Jack’s room was above the library, a long climb up several staircases. There was a small courtyard and a skylight for the library, raised like a wishing well. David tripped on a loose flagstone and the bottle of cava he was carrying smashed in the bag when he fell. He apologised anxiously, he said that he thought he might be a little drunk and suggested that if they were quick they could filter the drink from the bag into some sort of container. He was on his knees using his hands awkwardly to cover the holes that the broken glass had torn in the bag. The drink was draining away as if being tipped from a watering can.
Jolyon motioned to Jack and Jack helped David to his feet. ‘Don’t worry about it, David,’ said Jack. ‘It wasn’t your fault.’
‘My jeans are soaked through,’ said David. ‘I should go back to my room and change.’
‘No, I’ll lend you a pair of trousers,’ said Jack. ‘The others will wait outside. We’ll go into my room and you can change there.’
‘Only if you’re sure I’ll be quite safe alone with you and my trousers down, Jack,’ said David.
Jack clenched his teeth. ‘You’re incorrigible, David,’ he said.
David winked. ‘Oh, but you have no idea, Jack,’ he said.
L(iv) David was in a fresh pair of jeans and had been offered the room’s only armchair.
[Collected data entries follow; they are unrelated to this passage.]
//! Port for payment transaction persistence.

use async_trait::async_trait;

use crate::domain::foundation::{DomainError, PlanId, Timestamp, TransactionId, UserId};
use crate::domain::payment::{PaymentTransaction, ProviderKind};

/// Outcome of a conditional status transition.
///
/// The store applies `UPDATE ... WHERE status = 'pending'` and reports
/// whether this caller won the race. `AlreadyDecided` is not an error:
/// a concurrent caller settled the row first and the terminal state holds.
#[derive(Debug, Clone, Copy, PartialEq, Eq)]
pub enum StatusTransition {
    /// This call moved the row out of pending.
    Applied,
    /// The row was already terminal; nothing changed.
    AlreadyDecided,
}

/// Persistence port for payment transactions.
///
/// The compare-and-set transition methods are the only way a transaction
/// leaves the pending state; implementations must make them atomic.
#[async_trait]
pub trait TransactionStore: Send + Sync {
    /// Persists a new pending transaction.
    async fn create(&self, transaction: &PaymentTransaction) -> Result<(), DomainError>;

    /// Looks up a transaction by its internal id.
    async fn find_by_id(
        &self,
        id: &TransactionId,
    ) -> Result<Option<PaymentTransaction>, DomainError>;

    /// Looks up a transaction by its short public reference.
    async fn find_by_short_id(
        &self,
        short_id: &str,
    ) -> Result<Option<PaymentTransaction>, DomainError>;

    /// Looks up a transaction by the provider's own reference.
    async fn find_by_provider_reference(
        &self,
        provider: ProviderKind,
        reference: &str,
    ) -> Result<Option<PaymentTransaction>, DomainError>;

    /// Returns another pending transaction for the same user and plan,
    /// excluding the given transaction itself.
    async fn find_other_pending(
        &self,
        user_id: &UserId,
        plan_id: &PlanId,
        exclude: &TransactionId,
    ) -> Result<Option<TransactionId>, DomainError>;

    /// Atomically moves a pending transaction to completed, recording the
    /// provider's reference and the completion time.
    async fn complete_if_pending(
        &self,
        id: &TransactionId,
        provider_txn_id: &str,
        completed_at: Timestamp,
    ) -> Result<StatusTransition, DomainError>;

    /// Atomically moves a pending transaction to failed.
    async fn fail_if_pending(
        &self,
        id: &TransactionId,
        provider_txn_id: &str,
    ) -> Result<StatusTransition, DomainError>;
}
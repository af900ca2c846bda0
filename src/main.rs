use std::collections::HashMap;
use std::sync::Arc;
use std::time::Duration;

use axum::Router;
use sqlx::postgres::PgPoolOptions;
use tower_http::timeout::TimeoutLayer;
use tower_http::trace::TraceLayer;
use tracing_subscriber::{layer::SubscriberExt, util::SubscriberInitExt};

use linguapay::adapters::click::ClickCheckout;
use linguapay::adapters::google_play::GooglePlayVerifier;
use linguapay::adapters::http::auth::JwtAuthenticator;
use linguapay::adapters::http::payment::{payment_router, PaymentAppState};
use linguapay::adapters::payme::PaymeAdapter;
use linguapay::adapters::postgres::{PostgresTransactionStore, PostgresUserStore};
use linguapay::config::AppConfig;
use linguapay::domain::payment::{
    ClickSignatureVerifier, ProviderKind, ReconciliationService, DEFAULT_CATALOG,
};
use linguapay::ports::{CheckoutProvider, PurchaseVerifier, TransactionStore, UserStore};

#[tokio::main]
async fn main() {
    let config = AppConfig::load().expect("Failed to load configuration");

    tracing_subscriber::registry()
        .with(
            tracing_subscriber::EnvFilter::try_from_default_env()
                .unwrap_or_else(|_| config.server.log_level.clone().into()),
        )
        .with(tracing_subscriber::fmt::layer())
        .init();

    config.validate().expect("Invalid configuration");

    let pool = PgPoolOptions::new()
        .min_connections(config.database.min_connections)
        .max_connections(config.database.max_connections)
        .acquire_timeout(config.database.acquire_timeout())
        .connect(&config.database.url)
        .await
        .expect("Failed to connect to database");

    if config.database.run_migrations {
        sqlx::migrate!("./migrations")
            .run(&pool)
            .await
            .expect("Failed to run migrations");
        tracing::info!("migrations applied");
    }

    let http_client = reqwest::Client::builder()
        .timeout(Duration::from_secs(config.server.request_timeout_secs))
        .build()
        .expect("Failed to build HTTP client");

    let transactions: Arc<dyn TransactionStore> =
        Arc::new(PostgresTransactionStore::new(pool.clone()));
    let users: Arc<dyn UserStore> = Arc::new(PostgresUserStore::new(pool.clone()));
    let catalog = Arc::new(DEFAULT_CATALOG.clone());

    let reconciliation = Arc::new(ReconciliationService::new(
        transactions.clone(),
        users.clone(),
        catalog.clone(),
    ));
    let click_verifier = Arc::new(ClickSignatureVerifier::new(
        config.payment.click.secret_key.clone(),
    ));

    let payme = config
        .payment
        .payme
        .clone()
        .map(|payme_config| Arc::new(PaymeAdapter::new(payme_config, http_client.clone())));

    let mut checkouts: HashMap<ProviderKind, Arc<dyn CheckoutProvider>> = HashMap::new();
    checkouts.insert(
        ProviderKind::Click,
        Arc::new(ClickCheckout::new(config.payment.click.clone())),
    );
    if let Some(payme_adapter) = payme.clone() {
        checkouts.insert(ProviderKind::Payme, payme_adapter.clone());
    }

    let mut verifiers: HashMap<ProviderKind, Arc<dyn PurchaseVerifier>> = HashMap::new();
    if let Some(google_config) = config.payment.google_play.clone() {
        verifiers.insert(
            ProviderKind::GooglePlay,
            Arc::new(GooglePlayVerifier::new(google_config, http_client.clone())),
        );
    }
    if let Some(payme_adapter) = payme {
        verifiers.insert(ProviderKind::Payme, payme_adapter);
    }

    let state = PaymentAppState {
        transactions,
        users,
        catalog,
        reconciliation,
        click_verifier,
        checkouts,
        verifiers,
        authenticator: Arc::new(JwtAuthenticator::new(&config.auth)),
    };

    let app = Router::new()
        .nest("/api", payment_router())
        .layer(TraceLayer::new_for_http())
        .layer(TimeoutLayer::new(Duration::from_secs(
            config.server.request_timeout_secs,
        )))
        .with_state(state);

    let addr = config.server.socket_addr().expect("Invalid bind address");
    let listener = tokio::net::TcpListener::bind(addr)
        .await
        .expect("Failed to bind to address");

    tracing::info!(%addr, environment = ?config.server.environment, "linguapay listening");

    axum::serve(listener, app)
        .await
        .expect("Server terminated unexpectedly");
}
Jolyon mixed drinks in the plastic cups they had bought and apologised to David for Jack’s disgraceful lack of glassware.
Tallest refused the offer of a drink and took the chair next to Jack’s desk. He sat there in silence for almost three hours. The rest of them settled on the floor with their drinks, or on top of Jack’s bed, and the night chatter started. They spoke about bullies they had known at school, Noam Chomsky’s opposition to the Gulf War, The Female Eunuch, anorexia versus bulimia, football, The Selfish Gene, British seaside holidays, Orwell, early twentieth-century imperialism . . . And then at two in the morning, Kirs finished and several joints having circled the room, Jolyon initiated the final stage.
The armchair in which David was sitting was next to Jack’s bookcase. Jolyon and Dee acted out a short debate over the meaning of the word metonymy and then Jolyon pointed to the bookcase. A thick red copy of The Chambers Dictionary was on the top shelf, at the bottom of a pile of history textbooks.